The Unusual Suspects: How to Become an Elite Detective in the Hunt for PPD Risk Factors

23 Nov The Unusual Suspects: How to Become an Elite Detective in the Hunt for PPD Risk Factors

When you ask a woman who has Postpartum Depression what her pregnancy was like, she is likely to tell you that she wasn’t doing too well back then but that when she sought help, she was just reassured that everything was “normal”.

When you carefully review her history, however, you may find that there have been warning signs that could have helped to flag her as a woman at risk for PPD.

The Edinburgh Prenatal Depression Scale (EPDS) has been widely recognized and used as a screening and diagnostic tool by health-care professionals. But whereas the EPDS is an excellent tool for detecting active and current depression, it is lacking in identifying risk for future depression. So how can we, as care providers, do a better job in detecting and flagging women at risk for PPD?

Consider Nicole*, for example. She did not have symptoms of depression during pregnancy but became depressed postpartum. When you read her story, try to think of some warning signs that could have been noted by her care provider.

Nicole*: A Case Example
When Nicole came to see me for the first time, she was carrying her six-month-old baby in a carrier. She apologized for bringing the baby with her, explaining she did not have child-care that day. I assured her it was fine with me.

Later in session, though, she told me she had actually been taking care of her baby by herself since birth, with little respite. Her husband, Peter*, had been working long hours and was “never home.”

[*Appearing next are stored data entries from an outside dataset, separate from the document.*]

//! Error types for depot
//!
//! All modules use `DepotResult<T>` as their return type.

use std::path::PathBuf;
use thiserror::Error;

/// Result type alias for depot operations
pub type DepotResult<T> = Result<T, DepotError>;

/// All errors that can occur in depot
#[derive(Error, Debug)]
pub enum DepotError {
    // Manifest errors
    #[error("Invalid manifest at {path}: {reason}")]
    ManifestInvalid { path: PathBuf, reason: String },

    #[error("Manifest file not found: {0}")]
    ManifestNotFound(PathBuf),

    #[error("Unknown pack: {0}")]
    PackNotFound(String),

    #[error("Pack {pack} does not contain item: {item}")]
    ItemNotFound { pack: String, item: String },

    // Load errors
    #[error("Failed to load pack {pack}: {reason}")]
    PackLoadFailed { pack: String, reason: String },

    #[error("Failed to load item {item} from pack {pack}: {reason}")]
    ItemLoadFailed {
        pack: String,
        item: String,
        reason: String,
    },

    #[error("Checksum mismatch for {path}: expected {expected}, got {actual}")]
    ChecksumMismatch {
        path: String,
        expected: String,
        actual: String,
    },

    #[error("Malformed pack image for {pack}: {reason}")]
    ImageMalformed { pack: String, reason: String },

    // Network errors
    #[error("HTTP {status} fetching {url}")]
    HttpStatus { url: String, status: u16 },

    #[error("Network error fetching {url}: {reason}")]
    Network { url: String, reason: String },

    #[error("Retries exhausted after {attempts} attempts: {last}")]
    RetriesExhausted { attempts: u32, last: String },

    // Configuration errors
    #[error("Invalid configuration at {path}: {reason}")]
    ConfigInvalid { path: PathBuf, reason: String },

    // IO errors
    #[error("IO error: {context}")]
    Io {
        context: String,
        #[source]
        source: std::io::Error,
    },

    // Serialization errors
    #[error("JSON error: {0}")]
    Json(#[from] serde_json::Error),

    #[error("TOML parse error: {0}")]
    TomlParse(#[from] toml::de::Error),

    #[error("TOML serialize error: {0}")]
    TomlSerialize(#[from] toml::ser::Error),

    // General errors
    #[error("Internal error: {0}")]
    Internal(String),

    #[error("{0}")]
    User(String),
}

impl DepotError {
    /// Create an IO error with context
    pub fn io(context: impl Into<String>, source: std::io::Error) -> Self {
        Self::Io {
            context: context.into(),
            source,
        }
    }

    /// Create a network error for a URL
    pub fn network(url: impl Into<String>, reason: impl Into<String>) -> Self {
        Self::Network {
            url: url.into(),
            reason: reason.into(),
        }
    }

    /// Whether a failed fetch may be retried.
    ///
    /// Transport-level failures and server-side/throttling statuses are
    /// retryable; client errors and local failures are not. This is the
    /// default classifier for the retry loop.
    pub fn is_retryable(&self) -> bool {
        match self {
            Self::Network { .. } => true,
            Self::HttpStatus { status, .. } => *status >= 500 || *status == 429,
            _ => false,
        }
    }
}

When he came home from work, her husband would usually state how tired he was, take a shower and inquire about dinner. He was a good husband, Nicole said; a good provider who never got angry at her, even when she didn’t have dinner ready or any groceries at home. He was happy to order in. No complaints.

When I inquired about Peter’s involvement with the baby and whether he sometimes took care of him, Nicole’s response was that Peter was “not good with babies” and, that he promised that he was going to “take the kid to Hockey when he was old enough to play.”

Nicole and Peter were new in town and did not have any family of friends close by. Nicole attended pre-natal classes while she was pregnant and met a couple of women she sometimes talked to on the phone. She did not participate in any mother-baby group because, she said, she was too exhausted and too moody to be able to pull herself together, pack a bag for the baby and get herself anywhere in time. Nicole was completely isolated and stated she had been feeling very lonely and sad. She said she had been feeling this way for months. I conducted a clinical interview and reviewed a couple of scales Nicole filled out. I determined that Nicole was moderately depressed.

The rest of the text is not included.